There also needs to be extensive and maintainable improvements in all aspects of antenatal care and in the basic level of newborn resuscitation in low income countries. This will decrease the burden of disease and allow health workers to determine quickly which neonates require potential neuroprotection using TH. Although the development of TH for asphyxiated neonates has the possibility to prevent death and severe disability, its application is likely to raise numerous ethical challenges. There are definitely a few unanswered queries regarding the safety and effectiveness of cooling in low resource settings. There is a need to use caution in the adoption of TH in Indian neonatal units till further research is undertaken [39]. An interventional trial regarding TH for hypoxic babies using phase changing mattress and analyzing their MRI abnormalities at 5 d of life is also underway (CTRI/2013/05/003693). The results of HELIX trials may also throw more light on TH in the Indian context.

Conclusions

A joint assessment between experts in hypothermia, epidemiologists, health economists, clinicians in developing countries and funding bodies is required to ensure that TH, a safe and effective neuroprotective therapy demonstrated in developed countries does not become an unsafe and ineffective practice for the resource restricted countries.
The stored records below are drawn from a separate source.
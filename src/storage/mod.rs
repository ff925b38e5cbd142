// Storage naming module
// Blob name generation and public URL construction

mod blob_name;

pub use blob_name::{blob_name, blob_name_with, file_extension, public_url};
// Listener module
// Creates the TCP listener the upload server accepts connections on

use socket2::{Domain, Protocol, Socket, Type};
use tokio::net::TcpListener;

/// Create a `TcpListener` with `SO_REUSEADDR` (and `SO_REUSEPORT` on Unix).
///
/// Allows rebinding the port immediately after a restart instead of waiting
/// out sockets stuck in TIME_WAIT.
///
/// # Arguments
///
/// * `addr` - The socket address to bind to
///
/// # Returns
///
/// * `Ok(TcpListener)` - Successfully created and bound listener
/// * `Err(std::io::Error)` - Failed to create or bind socket
pub fn create_listener(addr: std::net::SocketAddr) -> std::io::Result<TcpListener> {
    // Create socket with appropriate domain (IPv4 or IPv6)
    let domain = if addr.is_ipv4() {
        Domain::IPV4
    } else {
        Domain::IPV6
    };

    let socket = Socket::new(domain, Type::STREAM, Some(Protocol::TCP))?;

    #[cfg(unix)]
    socket.set_reuse_port(true)?;
    socket.set_reuse_address(true)?;

    // Set non-blocking mode for async compatibility
    socket.set_nonblocking(true)?;

    socket.bind(&addr.into())?;
    socket.listen(128)?;

    // Convert socket2::Socket to std::net::TcpListener, then to tokio::net::TcpListener
    let std_listener: std::net::TcpListener = socket.into();
    TcpListener::from_std(std_listener)
}
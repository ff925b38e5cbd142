//! Request routing dispatch module
//!
//! Entry point for HTTP request processing, responsible for method
//! validation and dispatch to the upload handler.

mod upload;

pub use upload::UploadResponse;

use crate::config::AppState;
use crate::http::response;
use crate::logger;
use crate::logger::AccessLogEntry;
use http_body_util::Full;
use hyper::body::{Body as _, Bytes};
use hyper::{Method, Request, Response, Version};
use std::convert::Infallible;
use std::net::SocketAddr;

/// The single registered route.
const UPLOAD_PATH: &str = "/api/upload";

/// Main entry point for HTTP request handling
///
/// Dispatch: POST on the upload route reaches the upload handler, any other
/// method there is answered with 405, and unregistered paths with 404. The
/// request body is never read.
pub fn handle_request<B>(
    req: Request<B>,
    state: &AppState,
    remote_addr: SocketAddr,
) -> Result<Response<Full<Bytes>>, Infallible> {
    let mut entry = AccessLogEntry::new(
        remote_addr.ip().to_string(),
        req.method().to_string(),
        req.uri().path().to_string(),
    );
    entry.http_version = version_label(req.version()).to_string();

    let response = match (req.method(), req.uri().path()) {
        (&Method::POST, UPLOAD_PATH) => {
            logger::log_upload_received();
            upload::handle_upload(req.uri().query(), state)
        }
        (method, UPLOAD_PATH) => {
            logger::log_warning(&format!("Method not allowed: {method}"));
            response::build_405_response()
        }
        _ => response::build_404_response(),
    };

    entry.status = response.status().as_u16();
    entry.body_bytes =
        usize::try_from(response.body().size_hint().exact().unwrap_or(0)).unwrap_or(usize::MAX);
    logger::log_access(&entry);

    Ok(response)
}

fn version_label(version: Version) -> &'static str {
    if version == Version::HTTP_10 {
        "1.0"
    } else if version == Version::HTTP_2 {
        "2"
    } else {
        "1.1"
    }
}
The burden of death and disability in developing countries demands that, as evidence based intervention strategies are implemented, a possibly low cost and effective therapy should be assessed urgently through adequately powered studies initially in some carefully chosen tertiary centers with minimum standards of perinatal care which will be meticulously monitored by data and safety monitoring committee personnel [41].